Using a Breathy Tone in Your Singing
If you want to be heard, sing loud. But if you want people to listen, sing quietly. David Combes explores the aspirate onset – as an effect and a way into singing with a breathy tone.

Many singers will bring breath in behind their tone; like a whisper it creates a real sense of intimacy.

Since the advent of the microphone and the ability to sing very close to a mic at low volumes, the breathy tone has become a vocal effect used throughout contemporary music.

Sting, Norah Jones and Sade – and many others – have all used this effect.

The Naysayers

However, some believe singing with a breathy tone should never, ever be done.

The reason it divides singers is that there are a number of genres, like classical music and musical theatre, where singing with tight cord closure is considered preferable since it helps you to project.

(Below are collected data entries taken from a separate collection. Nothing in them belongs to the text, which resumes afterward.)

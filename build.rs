use std::error::Error;
use vergen::EmitBuilder;

fn main() -> Result<(), Box<dyn Error>> {
    EmitBuilder::builder().git_describe(true, true, None).emit()?;
    Ok(())
}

When you sing with a breathy tone, the opposite is the case, you lose vocal power and can only sing shorter phrases because of the increase in ‘wasted’ air.

As a default setting it can be quite limiting – but as a technique it can be powerful

The Power of the Breathy Tone

As a default setting it can be quite limiting – but as a technique it can be powerful.

It is true that singing in this way restricts the voice from projecting and causes one to run out of breath quickly.

On the other hand, it creates a real intimacy; it is like the singer is whispering.

Singers need to be able to turn it on and turn it off at will – and realize that breathy tone can be used in degrees.

Singers can benefit enormously from working on this area with a vocal coach, especially to ensure that singing in this way does not become a default setting.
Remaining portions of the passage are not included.